Bundesamt für Migration und Flüchtlinge Ehemaliger Bamf-Chef wies 2017 auf Überforderung hin

Frank-Jürgen Weise übte in seinem bisher unter Verschluss gehaltenen Abschlussbericht scharfe Kritik am Bamf.

(Foto: dpa)

Frank-Jürgen Weise hatte das Flüchtlingsamt auf Bitten der Kanzlerin 2015 übernommen - und seinem Abschlussbericht zufolge noch nie eine Behörde in so "schlechtem Zustand" erlebt.

Der ehemalige Chef des Bundesamts für Migration und Flüchtlinge (Bamf), Frank-Jürgen Weise, hat in einem Abschlussbericht Anfang 2017 Defizite in der Behörde aufgezeigt. In dem Papier heißt es laut Bild am Sonntag, dass die Leitung unter Weise "in ihrer beruflichen Erfahrung noch nie einen so schlechten Zustand einer Behörde erlebt" habe. Weise hatte das Bamf auf Bitten der Kanzlerin Angela Merkel 2015 übernommen und bis Ende 2016 geführt.

Nach seiner Tätigkeit für das Bamf wurde Weise in Abstimmung mit dem Kanzleramt von Thomas de Maizière zum Beauftragten für Flüchtlingsmanagement ernannt. In der neuen Funktion sollte er dabei ­helfen, das chaotische Asylsystem zu verbessern.

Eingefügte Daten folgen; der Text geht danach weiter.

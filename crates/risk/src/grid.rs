use crate::error::RiskError;
use core_types::GridPoint;
use rust_decimal::Decimal;
use serde::Serialize;

/// The validated price/risk control points of one symbol.
///
/// Points are kept sorted by risk. Because price is strictly increasing in
/// risk, the same ordering is also sorted by price, so one vector serves
/// lookups on both axes.
#[derive(Debug, Clone, PartialEq, Serialize)]
pub struct RiskGrid {
    symbol: String,
    points: Vec<GridPoint>,
}

impl RiskGrid {
    /// Validates and sorts a symbol's control points.
    ///
    /// Requires at least two points, positive prices, risks inside `[0, 1]`,
    /// unique risks, and prices that strictly increase with risk.
    pub fn new(symbol: impl Into<String>, mut points: Vec<GridPoint>) -> Result<Self, RiskError> {
        let symbol = symbol.into();
        let invalid = |reason: String| RiskError::InvalidGrid {
            symbol: symbol.clone(),
            reason,
        };

        if points.len() < 2 {
            return Err(invalid(format!(
                "at least 2 points are required, got {}",
                points.len()
            )));
        }
        for point in &points {
            if point.price <= Decimal::ZERO {
                return Err(invalid(format!("price {} is not positive", point.price)));
            }
            if point.risk < Decimal::ZERO || point.risk > Decimal::ONE {
                return Err(invalid(format!("risk {} is outside [0, 1]", point.risk)));
            }
        }

        points.sort_by(|a, b| a.risk.cmp(&b.risk));
        for pair in points.windows(2) {
            if pair[0].risk == pair[1].risk {
                return Err(invalid(format!("risk {} appears twice", pair[0].risk)));
            }
            if pair[1].price <= pair[0].price {
                return Err(invalid(format!(
                    "price must increase with risk, but risk {} -> {} maps {} -> {}",
                    pair[0].risk, pair[1].risk, pair[0].price, pair[1].price
                )));
            }
        }

        let (first, last) = (&points[0], &points[points.len() - 1]);
        if first.risk != Decimal::ZERO || last.risk != Decimal::ONE {
            tracing::warn!(
                symbol = %symbol,
                min_risk = %first.risk,
                max_risk = %last.risk,
                "Risk grid does not span 0.0..=1.0; queries outside it will clamp early."
            );
        }

        for point in &mut points {
            point.symbol.clone_from(&symbol);
        }

        Ok(Self { symbol, points })
    }

    pub fn symbol(&self) -> &str {
        &self.symbol
    }

    /// Control points, sorted ascending by risk and by price.
    pub fn points(&self) -> &[GridPoint] {
        &self.points
    }

    /// Lowest and highest price covered by the grid.
    pub fn price_range(&self) -> (Decimal, Decimal) {
        (self.points[0].price, self.points[self.points.len() - 1].price)
    }

    /// Risk value for a price. Prices outside the grid clamp to the boundary risk.
    pub fn risk_at(&self, price: Decimal) -> Decimal {
        interpolate(&self.points, price, |p| p.price, |p| p.risk)
    }

    /// Price for a risk value. Risks outside the grid clamp to the boundary price.
    pub fn price_at(&self, risk: Decimal) -> Decimal {
        interpolate(&self.points, risk, |p| p.risk, |p| p.price)
    }
}

/// Piecewise-linear lookup over points sorted ascending on both axes.
///
/// `points` must hold at least one element, which `RiskGrid::new` guarantees.
fn interpolate(
    points: &[GridPoint],
    query: Decimal,
    input: impl Fn(&GridPoint) -> Decimal,
    output: impl Fn(&GridPoint) -> Decimal,
) -> Decimal {
    let first = &points[0];
    let last = &points[points.len() - 1];

    if query <= input(first) {
        return output(first);
    }
    if query >= input(last) {
        return output(last);
    }

    // first < query < last, so `upper` is in 1..len.
    let upper = points.partition_point(|p| input(p) < query);
    let high = &points[upper];
    let high_in = input(high);
    if high_in == query {
        return output(high);
    }

    let low = &points[upper - 1];
    let low_in = input(low);
    if low_in == high_in {
        return output(low);
    }

    let (low_out, high_out) = (output(low), output(high));
    low_out + (high_out - low_out) * (query - low_in) / (high_in - low_in)
}

#[cfg(test)]
mod tests {
    use super::*;
    use rust_decimal_macros::dec;

    fn point(price: Decimal, risk: Decimal) -> GridPoint {
        GridPoint::new("TEST", price, risk)
    }

    fn two_point_grid() -> RiskGrid {
        RiskGrid::new(
            "BNBUSDT",
            vec![point(dec!(20.61), dec!(0.0)), point(dec!(933.79), dec!(1.0))],
        )
        .unwrap()
    }

    fn btc_like_grid() -> RiskGrid {
        RiskGrid::new(
            "BTCUSDT",
            vec![
                point(dec!(15000), dec!(0.0)),
                point(dec!(25000), dec!(0.2)),
                point(dec!(40000), dec!(0.45)),
                point(dec!(60000), dec!(0.7)),
                point(dec!(90000), dec!(0.9)),
                point(dec!(130000), dec!(1.0)),
            ],
        )
        .unwrap()
    }

    fn assert_close(actual: Decimal, expected: Decimal, tolerance: Decimal) {
        assert!(
            (actual - expected).abs() <= tolerance,
            "expected {expected} ± {tolerance}, got {actual}"
        );
    }

    #[test]
    fn two_point_grid_interpolates_midpoint() {
        let grid = two_point_grid();
        assert_close(grid.risk_at(dec!(477.2)), dec!(0.5), dec!(0.0001));
        assert_close(grid.price_at(dec!(0.5)), dec!(477.2), dec!(0.01));
    }

    #[test]
    fn clamps_outside_grid_range() {
        let grid = btc_like_grid();
        assert_eq!(grid.risk_at(dec!(1)), dec!(0.0));
        assert_eq!(grid.risk_at(dec!(500000)), dec!(1.0));
        assert_eq!(grid.price_at(dec!(-0.5)), dec!(15000));
        assert_eq!(grid.price_at(dec!(1.5)), dec!(130000));
    }

    #[test]
    fn exact_control_point_returns_its_value() {
        let grid = btc_like_grid();
        assert_eq!(grid.risk_at(dec!(40000)), dec!(0.45));
        assert_eq!(grid.price_at(dec!(0.7)), dec!(60000));
    }

    #[test]
    fn interpolates_inside_a_segment() {
        let grid = btc_like_grid();
        // Halfway between 25000 (0.2) and 40000 (0.45).
        assert_eq!(grid.risk_at(dec!(32500)), dec!(0.325));
        assert_eq!(grid.price_at(dec!(0.325)), dec!(32500));
    }

    #[test]
    fn risk_is_monotonic_in_price() {
        let grid = btc_like_grid();
        let mut previous = grid.risk_at(dec!(10000));
        let mut price = dec!(10000);
        while price <= dec!(140000) {
            let risk = grid.risk_at(price);
            assert!(risk >= previous, "risk fell from {previous} to {risk} at {price}");
            previous = risk;
            price += dec!(1250);
        }
    }

    #[test]
    fn price_round_trips_through_risk() {
        let grid = btc_like_grid();
        for price in [dec!(15000), dec!(18123.45), dec!(41000), dec!(77777), dec!(129999)] {
            let back = grid.price_at(grid.risk_at(price));
            assert_close(back, price, dec!(0.0001));
        }
    }

    #[test]
    fn unsorted_input_is_sorted() {
        let grid = RiskGrid::new(
            "ETHUSDT",
            vec![
                point(dec!(4000), dec!(1.0)),
                point(dec!(100), dec!(0.0)),
                point(dec!(1500), dec!(0.5)),
            ],
        )
        .unwrap();
        let risks: Vec<_> = grid.points().iter().map(|p| p.risk).collect();
        assert_eq!(risks, vec![dec!(0.0), dec!(0.5), dec!(1.0)]);
        assert!(grid.points().iter().all(|p| p.symbol == "ETHUSDT"));
        assert_eq!(grid.price_range(), (dec!(100), dec!(4000)));
    }

    #[test]
    fn rejects_single_point() {
        let err = RiskGrid::new("X", vec![point(dec!(1), dec!(0.5))]).unwrap_err();
        assert!(matches!(err, RiskError::InvalidGrid { .. }));
    }

    #[test]
    fn rejects_duplicate_risk() {
        let err = RiskGrid::new(
            "X",
            vec![point(dec!(1), dec!(0.5)), point(dec!(2), dec!(0.5))],
        )
        .unwrap_err();
        assert!(matches!(err, RiskError::InvalidGrid { .. }));
    }

    #[test]
    fn rejects_non_monotonic_prices() {
        let err = RiskGrid::new(
            "X",
            vec![
                point(dec!(10), dec!(0.0)),
                point(dec!(30), dec!(0.5)),
                point(dec!(20), dec!(1.0)),
            ],
        )
        .unwrap_err();
        assert!(matches!(err, RiskError::InvalidGrid { .. }));
    }

    #[test]
    fn rejects_out_of_range_values() {
        assert!(RiskGrid::new("X", vec![point(dec!(0), dec!(0)), point(dec!(1), dec!(1))]).is_err());
        assert!(RiskGrid::new("X", vec![point(dec!(1), dec!(0)), point(dec!(2), dec!(1.2))]).is_err());
    }
}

In einem zweiten Bericht übt er wieder scharfe Kritik - auch am Bundesinnenministerium, dem das Bamf untersteht. Er verwies auf Mängel in der Datenverarbeitung und in der Aufbau- und Ablauforganisation. Es sei "nicht erklärbar, wie angesichts dieses Zustandes davon ausgegangen werden konnte, dass das Bamf den erheblichen Zuwachs an geflüchteten Menschen auch nur ansatzweise bewerkstelligen könnte", kritisierte Weise in seinem Schreiben. Er habe zudem der Kanzlerin 2017 zwei Mal im direkten Gespräch seinen Kenntnisstand übermittelt.

Eine Sprecherin des Innenministerium bestätigt der Zeitung die Papiere. Viele Vorschläge von Weise hätten "Eingang in die weiteren Arbeiten zur Verbesserung der Situation" gefunden, sagte die Sprecherin.

Kein Bezug zu Bremen

Das Bamf steht derzeit in der Kritik. Es könnte im Bundestag einen Untersuchungsausschuss geben, wenn sich genug Fraktionen dafür aussprechen. Im April war bekannt geworden, dass die Bremer Bamf-Außenstelle zwischen 2013 und 2016 in mindestens 1200 Fällen Asylanträge zu Unrecht bewilligt haben soll. Mit den konkreten Vorwürfen in Bremen haben die von der Bild zitierten Weise-Berichte demnach allerdings nichts zu tun.